With this collection, shown at Doubles, the supper club in the Sherry-Netherland, Mr. Maxwell has effectively seized the uptown ground once owned by Jason Wu, who seems to have entirely lost direction, detouring between striped cotton suiting here, haute bohemia there and a selection of Martha Graham-meets-Madame Grès dance dresses.
And there was the safe option; the one that did not insist too much. Victoria Beckham, for example, who said she had consciously decided to avoid showpieces in favor of “clothes I want to wear now,” which meant a combination of the strong (broad-shouldered Holmesian plaid shirting) and the soft (sheer organzas layered atop striped sheaths in minty shades).

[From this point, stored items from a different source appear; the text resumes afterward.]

//! Session phase

use serde::{Deserialize, Serialize};
use std::fmt;

/// Phase of the opportunity workflow. Exactly one is active at a time.
#[derive(Debug, Clone, Copy, PartialEq, Eq, Hash, Default, Serialize, Deserialize)]
#[serde(rename_all = "snake_case")]
pub enum SessionPhase {
    /// Waiting for an opportunity reference
    #[default]
    AwaitingOpportunity,
    /// Ingestion request in flight
    IngestingOpportunity,
    /// Opportunity loaded, no assistant chosen yet
    SelectingAssistant,
    /// Assistant chosen, turn-based conversation
    Conversing,
}

impl SessionPhase {
    #[must_use]
    pub fn as_str(self) -> &'static str {
        match self {
            SessionPhase::AwaitingOpportunity => "awaiting_opportunity",
            SessionPhase::IngestingOpportunity => "ingesting_opportunity",
            SessionPhase::SelectingAssistant => "selecting_assistant",
            SessionPhase::Conversing => "conversing",
        }
    }

    /// Whether an opportunity record is available in this phase
    #[must_use]
    pub fn has_opportunity(self) -> bool {
        matches!(
            self,
            SessionPhase::SelectingAssistant | SessionPhase::Conversing
        )
    }
}

impl fmt::Display for SessionPhase {
    fn fmt(&self, f: &mut fmt::Formatter<'_>) -> fmt::Result {
        f.write_str(self.as_str())
    }
}
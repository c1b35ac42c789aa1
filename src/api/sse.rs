//! Server-Sent Events support

use crate::runtime::{SessionSnapshot, SessionUpdate};
use axum::response::sse::{Event, KeepAlive, Sse};
use futures::stream::Stream;
use serde_json::json;
use std::convert::Infallible;
use std::time::Duration;
use tokio_stream::wrappers::BroadcastStream;
use tokio_stream::StreamExt;

/// Stream the current snapshot, then every update after it
#[must_use]
pub fn sse_stream(
    init: SessionSnapshot,
    updates: tokio::sync::broadcast::Receiver<SessionUpdate>,
) -> Sse<impl Stream<Item = Result<Event, Infallible>>> {
    let init = futures::stream::once(async move { Ok(init_event(&init)) });

    let broadcasts = BroadcastStream::new(updates).filter_map(|result| match result {
        Ok(update) => Some(Ok(update_event(&update))),
        Err(e) => {
            // Lagged: the client resyncs from the next snapshot it fetches
            tracing::warn!(error = %e, "SSE subscriber lagged");
            None
        }
    });

    Sse::new(init.chain(broadcasts)).keep_alive(
        KeepAlive::new()
            .interval(Duration::from_secs(15))
            .text("ping"),
    )
}

fn init_event(snapshot: &SessionSnapshot) -> Event {
    let data = json!({
        "type": "init",
        "session": snapshot,
    });
    Event::default().event("init").data(data.to_string())
}

fn update_event(update: &SessionUpdate) -> Event {
    let event_type = match update {
        SessionUpdate::Message { .. } => "message",
        SessionUpdate::PhaseChanged { .. } => "phase_changed",
        SessionUpdate::OperationPending { .. } => "operation_pending",
        SessionUpdate::Rejected { .. } => "rejected",
        SessionUpdate::Reset => "reset",
    };
    let data = serde_json::to_string(update).unwrap_or_else(|_| "{}".to_string());
    Event::default().event(event_type).data(data)
}
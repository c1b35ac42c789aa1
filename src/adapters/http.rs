//! HTTP collaborators
//!
//! Both adapters POST JSON to a configured endpoint. The ingestion service
//! answers with an opportunity record, the generation service with
//! `{"content": "..."}`.

use super::{FailureKind, GenerationAdapter, GenerationError, IngestionAdapter, IngestionError};
use crate::session::{AssistantKind, Message, OpportunityRecord, Role};
use async_trait::async_trait;
use reqwest::{Client, StatusCode};
use serde::{Deserialize, Serialize};
use std::time::Duration;

#[derive(Debug, Serialize)]
struct IngestionRequest<'a> {
    reference: &'a str,
}

#[derive(Debug, Serialize)]
struct GenerationRequest<'a> {
    assistant: AssistantKind,
    messages: Vec<WireMessage<'a>>,
}

#[derive(Debug, Serialize)]
struct WireMessage<'a> {
    role: Role,
    content: &'a str,
}

impl<'a> GenerationRequest<'a> {
    fn new(assistant: AssistantKind, history: &'a [Message]) -> Self {
        Self {
            assistant,
            messages: history
                .iter()
                .map(|m| WireMessage {
                    role: m.role,
                    content: &m.content,
                })
                .collect(),
        }
    }
}

#[derive(Debug, Deserialize)]
struct GenerationResponse {
    content: String,
}

/// Decode an extraction service response body
fn parse_record(body: &str) -> Result<OpportunityRecord, IngestionError> {
    serde_json::from_str(body)
        .map_err(|e| IngestionError::decode(format!("Failed to parse opportunity: {e}")))
}

/// Decode a drafting service response body
fn parse_reply(body: &str) -> Result<String, GenerationError> {
    serde_json::from_str::<GenerationResponse>(body)
        .map(|response| response.content)
        .map_err(|e| GenerationError::decode(format!("Failed to parse reply: {e}")))
}

fn build_client(timeout: Duration) -> Result<Client, reqwest::Error> {
    Client::builder().timeout(timeout).build()
}

/// Map a transport error onto a failure kind
fn classify_transport(e: &reqwest::Error) -> (FailureKind, String) {
    if e.is_timeout() {
        (FailureKind::Timeout, format!("Request timeout: {e}"))
    } else if e.is_connect() {
        (FailureKind::Network, format!("Connection failed: {e}"))
    } else {
        (FailureKind::Unknown, format!("Request failed: {e}"))
    }
}

/// Map a non-success status onto a failure kind
fn classify_status(status: StatusCode, body: &str) -> (FailureKind, String) {
    let kind = match status.as_u16() {
        408 | 504 => FailureKind::Timeout,
        429 | 502 | 503 => FailureKind::Network,
        400..=499 => FailureKind::Rejected,
        _ => FailureKind::Unknown,
    };
    let detail = body.trim();
    let message = if detail.is_empty() {
        format!("HTTP {status}")
    } else {
        format!("HTTP {status}: {detail}")
    };
    (kind, message)
}

async fn post_json<B: Serialize + Sync>(
    client: &Client,
    endpoint: &str,
    body: &B,
) -> Result<String, (FailureKind, String)> {
    let response = client
        .post(endpoint)
        .json(body)
        .send()
        .await
        .map_err(|e| classify_transport(&e))?;

    let status = response.status();
    let text = response
        .text()
        .await
        .map_err(|e| (FailureKind::Network, format!("Failed to read response: {e}")))?;

    if !status.is_success() {
        return Err(classify_status(status, &text));
    }
    Ok(text)
}

/// Ingestion backed by a remote extraction service
pub struct HttpIngestion {
    client: Client,
    endpoint: String,
}

impl HttpIngestion {
    /// # Errors
    ///
    /// Fails if the underlying HTTP client cannot be built.
    pub fn new(endpoint: impl Into<String>, timeout: Duration) -> Result<Self, reqwest::Error> {
        Ok(Self {
            client: build_client(timeout)?,
            endpoint: endpoint.into(),
        })
    }
}

#[async_trait]
impl IngestionAdapter for HttpIngestion {
    async fn fetch(&self, reference: &str) -> Result<OpportunityRecord, IngestionError> {
        let body = post_json(&self.client, &self.endpoint, &IngestionRequest { reference })
            .await
            .map_err(|(kind, message)| IngestionError::new(kind, message))?;

        parse_record(&body)
    }

    fn name(&self) -> &'static str {
        "http"
    }
}

/// Generation backed by a remote drafting service
pub struct HttpGeneration {
    client: Client,
    endpoint: String,
}

impl HttpGeneration {
    /// # Errors
    ///
    /// Fails if the underlying HTTP client cannot be built.
    pub fn new(endpoint: impl Into<String>, timeout: Duration) -> Result<Self, reqwest::Error> {
        Ok(Self {
            client: build_client(timeout)?,
            endpoint: endpoint.into(),
        })
    }
}

#[async_trait]
impl GenerationAdapter for HttpGeneration {
    async fn generate(
        &self,
        kind: AssistantKind,
        history: &[Message],
    ) -> Result<String, GenerationError> {
        let request = GenerationRequest::new(kind, history);

        let body = post_json(&self.client, &self.endpoint, &request)
            .await
            .map_err(|(kind, message)| GenerationError::new(kind, message))?;

        parse_reply(&body)
    }

    fn name(&self) -> &'static str {
        "http"
    }
}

Or Brock Collection, with its lacy milkmaids-at-the-Petit Trianon cherry-print frocks, rough linens and Watteau florals. They had a quiet appeal, if not a visceral currency.
Which is what made another show in Bushwick, Eckhaus Latta, worth seeing. Held, coincidentally, in a site across the street from the Wang Fest, a “space for engaging conversations and collaborations across creative disciplines,” according to the program (which is also a pretty good description of the six-year-old label designed by Zoe Latta and Mike Eckhaus), it felt worlds away.

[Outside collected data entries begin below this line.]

//! Opportunity desk server
//!
//! Hosts one session behind the JSON/SSE API.

use opportunity_desk::adapters::{
    FixtureIngestion, GenerationAdapter, HttpGeneration, HttpIngestion, IngestionAdapter,
    LoggingGeneration, LoggingIngestion, ScriptedGeneration,
};
use opportunity_desk::api::{create_router, AppState};
use opportunity_desk::config::DeskConfig;
use opportunity_desk::runtime::SessionHandle;
use std::net::SocketAddr;
use std::sync::Arc;
use tower_http::{
    compression::CompressionLayer,
    cors::{Any, CorsLayer},
    trace::TraceLayer,
};
use tracing_subscriber::{layer::SubscriberExt, util::SubscriberInitExt};

#[tokio::main]
async fn main() -> Result<(), Box<dyn std::error::Error>> {
    // Initialize logging
    tracing_subscriber::registry()
        .with(
            tracing_subscriber::EnvFilter::try_from_default_env()
                .unwrap_or_else(|_| "opportunity_desk=info,tower_http=debug".into()),
        )
        .with(
            tracing_subscriber::fmt::layer()
                .json()
                .with_current_span(false)
                .with_span_list(false),
        )
        .init();

    let config = DeskConfig::from_env()?;

    let ingestion: Arc<dyn IngestionAdapter> = match &config.ingestion_url {
        Some(url) => {
            tracing::info!(endpoint = %url, "Using HTTP ingestion");
            Arc::new(HttpIngestion::new(url.clone(), config.http_timeout)?)
        }
        None => {
            tracing::info!(delay = ?config.ingestion_delay, "Using fixture ingestion");
            Arc::new(FixtureIngestion::new(config.ingestion_delay))
        }
    };

    let generation: Arc<dyn GenerationAdapter> = match &config.generation_url {
        Some(url) => {
            tracing::info!(endpoint = %url, "Using HTTP generation");
            Arc::new(HttpGeneration::new(url.clone(), config.http_timeout)?)
        }
        None => {
            tracing::info!(
                delay = ?config.generation_delay,
                "Using scripted generation"
            );
            Arc::new(ScriptedGeneration::new(config.generation_delay))
        }
    };

    let session = SessionHandle::spawn(
        LoggingIngestion::new(ingestion),
        LoggingGeneration::new(generation),
    );

    let cors = CorsLayer::new()
        .allow_origin(Any)
        .allow_methods(Any)
        .allow_headers(Any);

    let compression = CompressionLayer::new()
        .gzip(true)
        .br(true)
        .deflate(true)
        .zstd(true);

    let app = create_router(AppState::new(session))
        .layer(TraceLayer::new_for_http())
        .layer(cors)
        .layer(compression);

    let addr = SocketAddr::from(([0, 0, 0, 0], config.port));
    tracing::info!("Opportunity desk listening on {}", addr);

    let listener = tokio::net::TcpListener::bind(addr).await?;
    axum::serve(listener, app).await?;

    Ok(())
}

Not because it was escapist, but because it wasn’t. Because the clothes, which are a kind of petri dish of associative splicing, grapple honestly with what is on the designers’ minds: questions of gender and difference and the details of fallible beauty framed in low-slung trousers and shirts cropped and tailored to the navel, knit slip dresses trailing streamers from seams; and a stretch cardigan unbuttoned to expose a very pregnant belly.
“We are here and we have no way to know what tomorrow smells like,” went a line of the prose poem in the program. Um, right.

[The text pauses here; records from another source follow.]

//! Tracking of the single outstanding asynchronous operation
//!
//! Every operation gets a token minted from a generation counter. A completion
//! is only accepted while its token is the outstanding one, so results that
//! arrive after a reset (or a second completion for the same operation) are inert.

use super::SessionError;
use serde::{Deserialize, Serialize};
use std::fmt;

/// Which collaborator an operation is waiting on
#[derive(Debug, Clone, Copy, PartialEq, Eq, Hash, Serialize, Deserialize)]
#[serde(rename_all = "snake_case")]
pub enum OperationKind {
    Ingestion,
    Generation,
}

impl fmt::Display for OperationKind {
    fn fmt(&self, f: &mut fmt::Formatter<'_>) -> fmt::Result {
        match self {
            OperationKind::Ingestion => f.write_str("ingestion"),
            OperationKind::Generation => f.write_str("generation"),
        }
    }
}

/// Opaque generation value identifying one operation
#[derive(Debug, Clone, Copy, PartialEq, Eq, Hash, PartialOrd, Ord, Serialize, Deserialize)]
pub struct OperationToken(u64);

impl OperationToken {
    #[cfg(test)]
    pub(crate) fn from_raw(raw: u64) -> Self {
        Self(raw)
    }
}

impl fmt::Display for OperationToken {
    fn fmt(&self, f: &mut fmt::Formatter<'_>) -> fmt::Result {
        write!(f, "op-{}", self.0)
    }
}

/// An operation that has been started and not yet resolved
#[derive(Debug, Clone, Copy, PartialEq, Eq, Serialize, Deserialize)]
pub struct AsyncOperation {
    pub kind: OperationKind,
    pub token: OperationToken,
}

/// Allows at most one outstanding operation
#[derive(Debug, Clone, Default)]
pub struct OperationTracker {
    generation: u64,
    outstanding: Option<AsyncOperation>,
}

impl OperationTracker {
    #[must_use]
    pub fn new() -> Self {
        Self::default()
    }

    /// Token the next successful `begin` will return
    #[must_use]
    pub fn next_token(&self) -> OperationToken {
        OperationToken(self.generation + 1)
    }

    /// Start an operation.
    ///
    /// # Errors
    ///
    /// `OperationBusy` if one is already outstanding.
    pub fn begin(&mut self, kind: OperationKind) -> Result<OperationToken, SessionError> {
        if let Some(op) = self.outstanding {
            return Err(SessionError::OperationBusy(op.kind));
        }
        self.generation += 1;
        let token = OperationToken(self.generation);
        self.outstanding = Some(AsyncOperation { kind, token });
        Ok(token)
    }

    /// Whether `token` names the outstanding operation
    #[must_use]
    pub fn is_current(&self, token: OperationToken) -> bool {
        self.outstanding.is_some_and(|op| op.token == token)
    }

    /// Resolve the outstanding operation if `token` matches it.
    ///
    /// Returns `None` for stale tokens, leaving the tracker untouched.
    pub fn complete(&mut self, token: OperationToken) -> Option<AsyncOperation> {
        if self.is_current(token) {
            self.outstanding.take()
        } else {
            None
        }
    }

    /// Invalidate the outstanding operation's token, if any
    pub fn cancel(&mut self) -> Option<AsyncOperation> {
        self.generation += 1;
        self.outstanding.take()
    }

    #[must_use]
    pub fn outstanding(&self) -> Option<AsyncOperation> {
        self.outstanding
    }

    #[must_use]
    pub fn is_pending(&self) -> bool {
        self.outstanding.is_some()
    }
}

It was abstruse but weirdly true. Just like the refrain, “Come again,” that showed up the next morning on shorts and shopping bags and the back of sweats at a notably good Public School show (Maxwell Anderson and Dao-Yi Chow can do more with a plaid shirt, a nylon anorak and a luggage strap than you’d ever imagine).
Though perhaps adding a question mark to the end of the phrase would make it even more fitting.